══ DATASET EXTRACT

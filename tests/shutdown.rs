//! Shutdown orchestrator: partial-failure tolerance, idempotence, timeout
//! behavior, and single process-termination.

mod common;

use std::sync::atomic::{AtomicUsize, Ordering};
use std::sync::{Arc, Mutex};
use std::time::Duration;

use async_trait::async_trait;
use tokio::sync::Notify;
use tokio_util::sync::CancellationToken;

use common::{collect_until, counted_fail, counted_ok, forwarder, never_settles, outline};
use phasor::{
    Config, Event, EventKind, Phase, RegistryError, Shutdown, Subscribe, TaskError, TaskFn,
};

#[derive(Debug, Clone, Copy, PartialEq, Eq)]
enum Teardown {
    StopAccepting,
    CloseResources,
}

impl Phase for Teardown {
    const ALL: &'static [Self] = &[Teardown::StopAccepting, Teardown::CloseResources];

    fn name(&self) -> &'static str {
        match self {
            Teardown::StopAccepting => "stop_accepting",
            Teardown::CloseResources => "close_resources",
        }
    }
}

/// Exit-hook recorder: collects every code the orchestrator tries to
/// terminate with.
fn exit_recorder() -> (Arc<Mutex<Vec<i32>>>, impl Fn(i32) + Send + Sync + 'static) {
    let codes: Arc<Mutex<Vec<i32>>> = Arc::new(Mutex::new(Vec::new()));
    let sink = codes.clone();
    (codes, move |code| sink.lock().unwrap().push(code))
}

fn quiet_config() -> Config {
    let mut cfg = Config::shutdown();
    cfg.grace = Duration::ZERO;
    cfg
}

#[tokio::test(flavor = "current_thread")]
async fn partial_failure_still_reaches_every_phase_and_terminates() {
    common::init_tracing();
    let (codes, hook) = exit_recorder();
    let teardown: Shutdown<Teardown> = Shutdown::new(quiet_config()).with_exit_hook(hook);
    let (fwd, mut rx) = forwarder();
    teardown.subscribe(None, fwd);

    let stop = Arc::new(AtomicUsize::new(0));
    let db = Arc::new(AtomicUsize::new(0));
    let cache = Arc::new(AtomicUsize::new(0));

    teardown
        .add_task(Teardown::StopAccepting, counted_ok("unbind", stop.clone()), None)
        .unwrap();
    teardown
        .add_task(Teardown::CloseResources, counted_ok("close-db", db.clone()), None)
        .unwrap();
    teardown
        .add_task(
            Teardown::CloseResources,
            counted_fail("close-cache", "connection reset", cache.clone()),
            None,
        )
        .unwrap();

    teardown.run(7).await;

    // Every task attempted despite the failure.
    assert_eq!(stop.load(Ordering::SeqCst), 1);
    assert_eq!(db.load(Ordering::SeqCst), 1);
    assert_eq!(cache.load(Ordering::SeqCst), 1);

    // Termination still happened, once, with the supplied code.
    assert_eq!(*codes.lock().unwrap(), vec![7]);

    let events = collect_until(&mut rx, &[EventKind::GlobalComplete]).await;
    assert_eq!(
        outline(&events),
        vec![
            (EventKind::GlobalStart, None),
            (EventKind::PhaseStart, Some("stop_accepting")),
            (EventKind::PhaseComplete, Some("stop_accepting")),
            (EventKind::PhaseStart, Some("close_resources")),
            (EventKind::PhaseComplete, Some("close_resources")),
            (EventKind::GlobalComplete, None),
        ]
    );

    let report = events
        .iter()
        .find(|e| e.kind == EventKind::PhaseComplete && e.phase == Some("close_resources"))
        .unwrap();
    assert_eq!(report.failures, Some(1));
}

#[tokio::test(flavor = "current_thread")]
async fn second_run_while_in_flight_is_a_no_op() {
    common::init_tracing();
    let (codes, hook) = exit_recorder();
    let teardown: Arc<Shutdown<Teardown>> =
        Arc::new(Shutdown::new(quiet_config()).with_exit_hook(hook));

    let gate = Arc::new(Notify::new());
    let ran = Arc::new(AtomicUsize::new(0));
    {
        let gate = gate.clone();
        let ran = ran.clone();
        teardown
            .add_task(
                Teardown::StopAccepting,
                TaskFn::arc("wait-for-gate", move |_ctx: CancellationToken| {
                    let gate = gate.clone();
                    let ran = ran.clone();
                    async move {
                        ran.fetch_add(1, Ordering::SeqCst);
                        gate.notified().await;
                        Ok::<_, TaskError>(())
                    }
                }),
                None,
            )
            .unwrap();
    }

    let first = tokio::spawn({
        let teardown = teardown.clone();
        async move { teardown.run(0).await }
    });

    // Let the first run start and block on the gate.
    for _ in 0..20 {
        tokio::task::yield_now().await;
    }
    assert!(teardown.is_running());
    assert_eq!(ran.load(Ordering::SeqCst), 1);

    // Second invocation: warning, no extra task execution, no termination.
    teardown.run(1).await;
    assert_eq!(ran.load(Ordering::SeqCst), 1);
    assert!(codes.lock().unwrap().is_empty());

    gate.notify_one();
    first.await.unwrap();

    assert_eq!(*codes.lock().unwrap(), vec![0]);

    // And after termination has been initiated, still a no-op.
    teardown.run(2).await;
    assert_eq!(*codes.lock().unwrap(), vec![0]);
}

#[tokio::test(flavor = "current_thread", start_paused = true)]
async fn timed_out_task_does_not_stall_the_sequence() {
    common::init_tracing();
    let (codes, hook) = exit_recorder();
    let mut cfg = Config::shutdown();
    cfg.grace = Duration::ZERO;
    let teardown: Shutdown<Teardown> = Shutdown::new(cfg).with_exit_hook(hook);
    let (fwd, mut rx) = forwarder();
    teardown.subscribe(None, fwd);

    let next = Arc::new(AtomicUsize::new(0));
    teardown
        .add_task(
            Teardown::StopAccepting,
            never_settles("stuck-drain"),
            Some(Duration::from_millis(100)),
        )
        .unwrap();
    teardown
        .add_task(Teardown::CloseResources, counted_ok("next", next.clone()), None)
        .unwrap();

    let started = tokio::time::Instant::now();
    teardown.run(0).await;

    // The timeout verdict lands at ~100ms, not earlier, and the next
    // phase still runs.
    assert!(started.elapsed() >= Duration::from_millis(100));
    assert!(started.elapsed() < Duration::from_secs(5));
    assert_eq!(next.load(Ordering::SeqCst), 1);
    assert_eq!(*codes.lock().unwrap(), vec![0]);

    let events = collect_until(&mut rx, &[EventKind::GlobalComplete]).await;
    assert!(events.iter().any(|e| e.kind == EventKind::TimeoutHit));
    let report = events
        .iter()
        .find(|e| e.kind == EventKind::PhaseComplete && e.phase == Some("stop_accepting"))
        .unwrap();
    assert_eq!(report.failures, Some(1));
}

#[tokio::test(flavor = "current_thread", start_paused = true)]
async fn grace_delay_runs_before_termination() {
    common::init_tracing();
    let (codes, hook) = exit_recorder();
    let mut cfg = Config::shutdown();
    cfg.grace = Duration::from_millis(300);
    let teardown: Shutdown<Teardown> = Shutdown::new(cfg).with_exit_hook(hook);

    let started = tokio::time::Instant::now();
    teardown.run(0).await;

    assert!(started.elapsed() >= Duration::from_millis(300));
    assert_eq!(*codes.lock().unwrap(), vec![0]);
}

#[tokio::test(flavor = "current_thread")]
async fn registration_is_rejected_once_running() {
    common::init_tracing();
    let (_codes, hook) = exit_recorder();
    let teardown: Shutdown<Teardown> = Shutdown::new(quiet_config()).with_exit_hook(hook);
    teardown.run(0).await;

    let err = teardown
        .add_task(
            Teardown::StopAccepting,
            counted_ok("late", Arc::new(AtomicUsize::new(0))),
            None,
        )
        .expect_err("registration after run");
    assert_eq!(
        err,
        RegistryError::RegistrationAfterRun {
            phase: "stop_accepting"
        }
    );
}

#[tokio::test(flavor = "current_thread")]
async fn overflow_notices_reach_filtered_subscribers() {
    common::init_tracing();

    struct Stuck;

    #[async_trait]
    impl Subscribe for Stuck {
        async fn on_event(&self, _event: &Event) {
            std::future::pending::<()>().await;
        }

        fn name(&self) -> &'static str {
            "stuck"
        }

        fn queue_capacity(&self) -> usize {
            1
        }
    }

    let (_codes, hook) = exit_recorder();
    let teardown: Shutdown<Teardown> = Shutdown::new(quiet_config()).with_exit_hook(hook);

    // The stuck handler consumes one event and then blocks its worker, so
    // everything past its one-slot queue is dropped.
    teardown.subscribe(None, Arc::new(Stuck));
    let (fwd, mut rx) = forwarder();
    teardown.subscribe(Some(EventKind::SubscriberOverflow), fwd);

    teardown.run(0).await;

    let events = collect_until(&mut rx, &[EventKind::SubscriberOverflow]).await;
    let notice = events.last().unwrap();
    assert_eq!(notice.kind, EventKind::SubscriberOverflow);
    assert_eq!(notice.task.as_deref(), Some("stuck"));
    assert_eq!(notice.error.as_deref(), Some("queue full"));
}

════

» TASK PROMPT: Nothing but the lines from the top of the entries above through the line with "use tokio::sync::Notify;" should be set down, each exactly as written.

» TASK SOLUTION:
filename tests/shutdown.rs
//! Shutdown orchestrator: partial-failure tolerance, idempotence, timeout
//! behavior, and single process-termination.

mod common;

use std::sync::atomic::{AtomicUsize, Ordering};
use std::sync::{Arc, Mutex};
use std::time::Duration;

use async_trait::async_trait;
use tokio::sync::Notify;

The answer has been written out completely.